In [11]:
import torch
from torch import nn
import numpy as np
import pandas as pd

import random
import math
from typing import Tuple

from torch.utils.data import Dataset, DataLoader
from torchtext.data.utils import get_tokenizer
from torchtext.vocab import build_vocab_from_iterator

In [2]:
df = pd.read_csv("../data/IMDB.csv")
df

Unnamed: 0,review,sentiment
0,One of the other reviewers has mentioned that ...,positive
1,A wonderful little production. <br /><br />The...,positive
2,I thought this was a wonderful way to spend ti...,positive
3,Basically there's a family where a little boy ...,negative
4,"Petter Mattei's ""Love in the Time of Money"" is...",positive
...,...,...
49995,I thought this movie did a down right good job...,positive
49996,"Bad plot, bad dialogue, bad acting, idiotic di...",negative
49997,I am a Catholic taught in parochial elementary...,negative
49998,I'm going to have to disagree with the previou...,negative


## Build the MaskedLM Dataset

In [3]:
class IMDBMaskedBertDataset(Dataset):

    PAD_TOKEN = 0
    CLS_TOKEN = 1
    SEP_TOKEN = 2
    MASK_TOKEN = 3
    UNK_TOKEN = 4

    SPECIALS = ["[PAD]", "[CLS]", "[SEP]", "[MASK]", "[UNK]"]

    def __init__(self,
                 path: str,
                 max_len: int=10) -> None:
        super().__init__()
        self.max_len = max_len
        self.df = pd.read_csv(path)

        self.tokenizer = get_tokenizer(tokenizer="spacy",
                                       language="en_core_web_sm")

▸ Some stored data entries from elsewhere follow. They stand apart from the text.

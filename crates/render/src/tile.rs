//! Viewport-driven tile planning
//!
//! Decides which fixed-size rectangles of a page to request, and at what
//! priority, for the page's current position in the scroll viewport. The
//! page is rendered in two tiers: a low-resolution placeholder of the whole
//! page, requested once, and full-resolution tiles for the band around the
//! viewport.

use crate::geometry::PageGeometry;
use pdf_reader_cache::TileRect;
use pdf_reader_scheduler::Priority;
use serde::{Deserialize, Serialize};
use tracing::trace;

/// Tile edge length in CSS pixels
pub const TILE_SIZE: u32 = 256;

/// Tile planning configuration
#[derive(Debug, Clone, PartialEq, Serialize, Deserialize)]
#[serde(default)]
pub struct TileConfig {
    /// Tile edge length in CSS pixels, scaled by the device pixel ratio
    pub tile_size: u32,
    /// Overscan margin above and below the viewport, as a multiple of its height
    pub overscan_ratio: f32,
    /// Minimum raw viewport edge movement (device pixels) that counts as a change
    pub hysteresis_px: f32,
    /// Maximum width of the low-resolution placeholder
    pub placeholder_max_width: u32,
    pub visible_priority: u32,
    pub overscan_priority: u32,
    pub placeholder_priority: u32,
}

impl Default for TileConfig {
    fn default() -> Self {
        Self {
            tile_size: TILE_SIZE,
            overscan_ratio: 1.0,
            hysteresis_px: 24.0,
            placeholder_max_width: 512,
            visible_priority: Priority::VISIBLE.value(),
            overscan_priority: Priority::OVERSCAN.value(),
            placeholder_priority: Priority::PLACEHOLDER.value(),
        }
    }
}

impl TileConfig {
    /// Tile edge length in device pixels
    pub fn device_tile_size(&self, dpr: f32) -> u32 {
        ((self.tile_size as f32 * dpr).round() as u32).max(1)
    }

    /// Width of the placeholder render for a page rendered at `render_width`
    pub fn placeholder_width(&self, render_width: u32) -> u32 {
        render_width.min(self.placeholder_max_width)
    }
}

/// Position of the scroll viewport relative to one page, in CSS pixels
#[derive(Debug, Clone, Copy, PartialEq)]
pub struct PageViewport {
    /// Viewport top minus page top; negative while the page is below the fold
    pub top: f32,
    /// Client height of the scroll container
    pub height: f32,
    /// Display height of the page
    pub page_height: f32,
    /// Device pixel ratio
    pub dpr: f32,
}

impl PageViewport {
    pub fn new(
        scroll_top: f32,
        client_height: f32,
        page_top: f32,
        page_height: f32,
        dpr: f32,
    ) -> Self {
        Self {
            top: scroll_top - page_top,
            height: client_height,
            page_height,
            dpr,
        }
    }
}

/// Vertical band of a page to cover with tiles, in device pixels
#[derive(Debug, Clone, Copy, PartialEq)]
pub struct VisibleBand {
    /// Snapped start of the overscanned band (inclusive)
    pub start_y: u32,
    /// Snapped end of the overscanned band (exclusive)
    pub end_y: u32,
    /// Raw top edge of the strictly visible viewport
    pub viewport_top: f32,
    /// Raw bottom edge of the strictly visible viewport
    pub viewport_bottom: f32,
}

impl VisibleBand {
    /// Compute the band for a viewport
    ///
    /// The visible range is expanded by the overscan margin on both sides,
    /// clamped to the page, then snapped outward to tile boundaries.
    pub fn compute(viewport: &PageViewport, config: &TileConfig) -> Self {
        let dpr = viewport.dpr;
        let tile = config.device_tile_size(dpr) as f32;
        let overscan = viewport.height * config.overscan_ratio;

        let visible_top = (viewport.top - overscan).max(0.0);
        let visible_bottom = (viewport.top + viewport.height + overscan).min(viewport.page_height);

        let (start_y, end_y) = if visible_bottom > visible_top {
            let start = ((visible_top * dpr) / tile).floor() * tile;
            let end = ((visible_bottom * dpr) / tile).ceil() * tile;
            (start as u32, end as u32)
        } else {
            (0, 0)
        };

        Self {
            start_y,
            end_y,
            viewport_top: viewport.top * dpr,
            viewport_bottom: (viewport.top + viewport.height) * dpr,
        }
    }

    /// True when the page is nowhere near the viewport
    pub fn is_empty(&self) -> bool {
        self.end_y <= self.start_y
    }

    /// Whether a rectangle intersects the strictly visible viewport
    pub fn intersects_viewport(&self, rect: &TileRect) -> bool {
        rect.bottom() as f32 > self.viewport_top && (rect.y as f32) < self.viewport_bottom
    }
}

/// Accepts a new band only when it matters
///
/// A band is a change when its snapped range differs from the last accepted
/// one, or when either raw viewport edge moved more than the hysteresis
/// threshold.
#[derive(Debug, Clone)]
pub struct TileBandTracker {
    hysteresis_px: f32,
    last: Option<VisibleBand>,
}

impl TileBandTracker {
    pub fn new(hysteresis_px: f32) -> Self {
        Self {
            hysteresis_px,
            last: None,
        }
    }

    /// Record `band` if it is a change; returns whether it was accepted
    pub fn accept(&mut self, band: VisibleBand) -> bool {
        let changed = match &self.last {
            None => true,
            Some(last) => {
                last.start_y != band.start_y
                    || last.end_y != band.end_y
                    || (last.viewport_top - band.viewport_top).abs() > self.hysteresis_px
                    || (last.viewport_bottom - band.viewport_bottom).abs() > self.hysteresis_px
            }
        };
        if changed {
            self.last = Some(band);
        }
        changed
    }

    /// Last accepted band
    pub fn current(&self) -> Option<&VisibleBand> {
        self.last.as_ref()
    }

    /// Forget the last band so the next one is always accepted
    pub fn reset(&mut self) {
        self.last = None;
    }
}

/// Coalesces scroll and resize events to one recompute per frame
///
/// # Example
///
/// ```
/// use pdf_reader_render::FrameThrottle;
///
/// let mut throttle = FrameThrottle::new();
/// assert!(throttle.on_event(10.0));   // schedule a frame
/// assert!(!throttle.on_event(12.0));  // already scheduled
/// assert_eq!(throttle.on_frame(), Some(12.0));
/// assert_eq!(throttle.on_frame(), None);
/// ```
#[derive(Debug, Clone, Default)]
pub struct FrameThrottle<T> {
    pending: Option<T>,
}

impl<T> FrameThrottle<T> {
    pub fn new() -> Self {
        Self { pending: None }
    }

    /// Record the latest value; returns true if a frame must be scheduled
    pub fn on_event(&mut self, value: T) -> bool {
        self.pending.replace(value).is_none()
    }

    /// Take the value to process on this frame
    pub fn on_frame(&mut self) -> Option<T> {
        self.pending.take()
    }

    pub fn is_scheduled(&self) -> bool {
        self.pending.is_some()
    }
}

/// One tile to request
#[derive(Debug, Clone, Copy, PartialEq, Eq)]
pub struct TileRequest {
    pub rect: TileRect,
    pub priority: Priority,
}

/// Low-resolution full-page render to show under the tiles
#[derive(Debug, Clone, Copy, PartialEq, Eq)]
pub struct PlaceholderRequest {
    pub target_width: u32,
    pub priority: Priority,
}

/// Everything a page needs for its current viewport
#[derive(Debug, Clone, PartialEq)]
pub struct TilePlan {
    pub page_index: u32,
    /// Target width shared by every tile of the plan
    pub target_width: u32,
    /// Present on the first plan for a page (and after a resize)
    pub placeholder: Option<PlaceholderRequest>,
    pub tiles: Vec<TileRequest>,
    pub band: VisibleBand,
}

/// Enumerate the tiles covering a band, clamped to the page bounds
pub fn enumerate_tiles(
    band: &VisibleBand,
    render_width: u32,
    render_height: u32,
    tile_size: u32,
    config: &TileConfig,
) -> Vec<TileRequest> {
    let tile_size = tile_size.max(1);
    let mut tiles = Vec::new();

    let mut y = band.start_y;
    while y < band.end_y && y < render_height {
        let height = tile_size.min(render_height - y);
        let mut x = 0;
        while x < render_width {
            let width = tile_size.min(render_width - x);
            let rect = TileRect::new(x, y, width, height);
            let priority = if band.intersects_viewport(&rect) {
                Priority(config.visible_priority)
            } else {
                Priority(config.overscan_priority)
            };
            tiles.push(TileRequest { rect, priority });
            x += tile_size;
        }
        y += tile_size;
    }

    tiles
}

/// Plans tile requests for one page as the viewport moves
#[derive(Debug, Clone)]
pub struct TileCoordinator {
    config: TileConfig,
    page_index: u32,
    geometry: PageGeometry,
    tracker: TileBandTracker,
    placeholder_sent: bool,
}

impl TileCoordinator {
    pub fn new(config: TileConfig, page_index: u32, geometry: PageGeometry) -> Self {
        let tracker = TileBandTracker::new(config.hysteresis_px);
        Self {
            config,
            page_index,
            geometry,
            tracker,
            placeholder_sent: false,
        }
    }

    pub fn page_index(&self) -> u32 {
        self.page_index
    }

    pub fn geometry(&self) -> &PageGeometry {
        &self.geometry
    }

    /// Tile edge length in device pixels for this page
    pub fn tile_size(&self) -> u32 {
        self.config.device_tile_size(self.geometry.dpr)
    }

    /// Placeholder request for this page, regardless of plan state
    pub fn placeholder_request(&self) -> PlaceholderRequest {
        PlaceholderRequest {
            target_width: self.config.placeholder_width(self.geometry.render_width),
            priority: Priority(self.config.placeholder_priority),
        }
    }

    /// Replace the page geometry after a zoom or resize
    ///
    /// A different render size invalidates the previous band and placeholder.
    pub fn set_geometry(&mut self, geometry: PageGeometry) {
        if geometry.render_width != self.geometry.render_width
            || geometry.render_height != self.geometry.render_height
            || geometry.dpr != self.geometry.dpr
        {
            self.tracker.reset();
            self.placeholder_sent = false;
        }
        self.geometry = geometry;
    }

    /// Plan requests for a viewport
    ///
    /// Returns `None` when the band did not change enough to matter.
    pub fn plan(&mut self, viewport: &PageViewport) -> Option<TilePlan> {
        let viewport = PageViewport {
            dpr: self.geometry.dpr,
            ..*viewport
        };
        let band = VisibleBand::compute(&viewport, &self.config);
        if !self.tracker.accept(band) {
            return None;
        }

        // A page far from the viewport keeps its placeholder for later.
        let placeholder = if self.placeholder_sent || band.is_empty() {
            None
        } else {
            self.placeholder_sent = true;
            Some(self.placeholder_request())
        };

        let tiles = enumerate_tiles(
            &band,
            self.geometry.render_width,
            self.geometry.render_height,
            self.tile_size(),
            &self.config,
        );
        trace!(
            page = self.page_index,
            start_y = band.start_y,
            end_y = band.end_y,
            tiles = tiles.len(),
            "planned tile band"
        );

        Some(TilePlan {
            page_index: self.page_index,
            target_width: self.geometry.render_width,
            placeholder,
            tiles,
            band,
        })
    }
}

        self.masked_tokens = []
        self.masked_token_idxs = []
        self.sentences = []

        self._prepare_data()
        self.sentences = torch.tensor(self.sentences)
        self.masked_token_idxs = torch.tensor(self.masked_token_idxs)
        self.masked_tokens = torch.tensor(self.masked_tokens).squeeze()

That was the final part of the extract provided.